#### [Work to complete]
Within the records that follow, find every line containing the string "domain". Copy those lines.

#### [Collection entries]
◇ ◇ ◇

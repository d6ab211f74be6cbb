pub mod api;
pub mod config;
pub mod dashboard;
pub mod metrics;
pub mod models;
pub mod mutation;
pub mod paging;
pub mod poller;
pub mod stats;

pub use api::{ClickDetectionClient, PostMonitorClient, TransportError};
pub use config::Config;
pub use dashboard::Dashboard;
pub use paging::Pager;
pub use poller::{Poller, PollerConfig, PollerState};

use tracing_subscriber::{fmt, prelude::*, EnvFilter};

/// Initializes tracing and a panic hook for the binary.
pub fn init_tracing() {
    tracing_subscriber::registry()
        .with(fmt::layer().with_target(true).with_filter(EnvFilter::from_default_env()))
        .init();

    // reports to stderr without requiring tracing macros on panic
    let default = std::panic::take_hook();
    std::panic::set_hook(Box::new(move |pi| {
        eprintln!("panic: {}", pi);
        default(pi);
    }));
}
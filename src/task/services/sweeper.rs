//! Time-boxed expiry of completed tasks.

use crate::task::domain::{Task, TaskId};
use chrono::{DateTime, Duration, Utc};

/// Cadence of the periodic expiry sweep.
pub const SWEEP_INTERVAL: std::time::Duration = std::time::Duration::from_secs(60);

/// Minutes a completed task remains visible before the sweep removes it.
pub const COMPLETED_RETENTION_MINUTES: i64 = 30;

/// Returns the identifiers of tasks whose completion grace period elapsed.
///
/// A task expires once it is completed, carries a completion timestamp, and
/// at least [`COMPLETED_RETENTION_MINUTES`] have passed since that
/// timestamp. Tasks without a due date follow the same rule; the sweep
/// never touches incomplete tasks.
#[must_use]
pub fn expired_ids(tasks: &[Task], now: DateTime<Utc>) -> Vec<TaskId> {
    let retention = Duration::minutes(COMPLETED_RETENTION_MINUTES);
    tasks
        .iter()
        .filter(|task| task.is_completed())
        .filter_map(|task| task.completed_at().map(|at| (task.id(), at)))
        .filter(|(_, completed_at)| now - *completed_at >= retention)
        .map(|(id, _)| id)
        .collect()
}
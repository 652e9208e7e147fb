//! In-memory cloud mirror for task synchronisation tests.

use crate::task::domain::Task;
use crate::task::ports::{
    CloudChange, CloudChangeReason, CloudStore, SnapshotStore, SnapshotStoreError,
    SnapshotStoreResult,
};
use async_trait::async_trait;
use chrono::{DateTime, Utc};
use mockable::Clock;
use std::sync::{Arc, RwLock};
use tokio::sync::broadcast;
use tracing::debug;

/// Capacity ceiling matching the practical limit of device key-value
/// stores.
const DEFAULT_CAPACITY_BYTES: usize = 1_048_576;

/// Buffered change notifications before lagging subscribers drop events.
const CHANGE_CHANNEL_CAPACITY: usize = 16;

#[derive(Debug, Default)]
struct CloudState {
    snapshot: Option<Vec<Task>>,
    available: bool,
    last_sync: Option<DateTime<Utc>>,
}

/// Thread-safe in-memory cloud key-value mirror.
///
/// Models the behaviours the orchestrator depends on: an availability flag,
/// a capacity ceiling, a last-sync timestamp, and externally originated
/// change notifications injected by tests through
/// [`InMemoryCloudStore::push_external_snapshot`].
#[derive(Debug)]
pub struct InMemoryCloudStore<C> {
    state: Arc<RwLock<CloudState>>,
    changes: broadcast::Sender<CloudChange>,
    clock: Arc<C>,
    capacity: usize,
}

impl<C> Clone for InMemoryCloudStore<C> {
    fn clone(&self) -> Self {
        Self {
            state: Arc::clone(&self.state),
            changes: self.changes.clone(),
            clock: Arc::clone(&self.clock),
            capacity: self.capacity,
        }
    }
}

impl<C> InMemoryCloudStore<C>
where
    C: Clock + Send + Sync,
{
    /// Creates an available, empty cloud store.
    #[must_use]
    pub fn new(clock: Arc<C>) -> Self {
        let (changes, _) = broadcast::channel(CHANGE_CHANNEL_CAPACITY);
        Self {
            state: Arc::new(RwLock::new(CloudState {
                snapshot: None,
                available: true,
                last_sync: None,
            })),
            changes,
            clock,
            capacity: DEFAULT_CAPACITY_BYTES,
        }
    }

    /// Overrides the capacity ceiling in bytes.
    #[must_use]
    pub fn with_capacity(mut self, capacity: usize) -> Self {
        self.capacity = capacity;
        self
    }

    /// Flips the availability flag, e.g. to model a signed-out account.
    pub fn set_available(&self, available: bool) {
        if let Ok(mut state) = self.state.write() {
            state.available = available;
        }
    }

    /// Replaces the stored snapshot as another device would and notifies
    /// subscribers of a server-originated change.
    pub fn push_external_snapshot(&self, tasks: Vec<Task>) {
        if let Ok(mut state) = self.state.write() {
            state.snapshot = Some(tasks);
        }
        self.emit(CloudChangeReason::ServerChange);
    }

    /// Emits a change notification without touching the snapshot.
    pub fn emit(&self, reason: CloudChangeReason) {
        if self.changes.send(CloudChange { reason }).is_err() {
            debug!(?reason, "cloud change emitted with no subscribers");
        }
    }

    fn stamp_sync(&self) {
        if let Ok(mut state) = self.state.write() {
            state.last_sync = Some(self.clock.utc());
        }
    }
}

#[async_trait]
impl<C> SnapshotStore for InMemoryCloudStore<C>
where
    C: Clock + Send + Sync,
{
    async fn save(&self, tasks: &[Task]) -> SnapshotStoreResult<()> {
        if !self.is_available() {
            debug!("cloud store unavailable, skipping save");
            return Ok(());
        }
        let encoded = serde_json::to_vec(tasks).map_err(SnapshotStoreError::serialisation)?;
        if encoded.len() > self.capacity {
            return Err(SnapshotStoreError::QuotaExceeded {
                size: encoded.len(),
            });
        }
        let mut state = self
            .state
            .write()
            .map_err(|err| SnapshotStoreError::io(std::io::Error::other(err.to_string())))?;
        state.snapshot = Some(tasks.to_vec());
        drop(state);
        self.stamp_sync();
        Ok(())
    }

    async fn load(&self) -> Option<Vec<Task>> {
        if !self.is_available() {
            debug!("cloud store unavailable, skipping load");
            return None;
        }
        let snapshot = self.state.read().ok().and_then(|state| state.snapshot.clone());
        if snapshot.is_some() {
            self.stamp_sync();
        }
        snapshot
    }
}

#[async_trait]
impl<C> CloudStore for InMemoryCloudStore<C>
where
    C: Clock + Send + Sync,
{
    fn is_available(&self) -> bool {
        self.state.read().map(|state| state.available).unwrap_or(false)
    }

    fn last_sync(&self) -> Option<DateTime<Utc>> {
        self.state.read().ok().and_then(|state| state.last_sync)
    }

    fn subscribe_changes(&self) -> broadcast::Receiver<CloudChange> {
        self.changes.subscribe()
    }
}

◇ ◇ ◇

#### [Solution to this exercise]
use crate::task::domain::{Task, TaskId};
use crate::task::domain::Task;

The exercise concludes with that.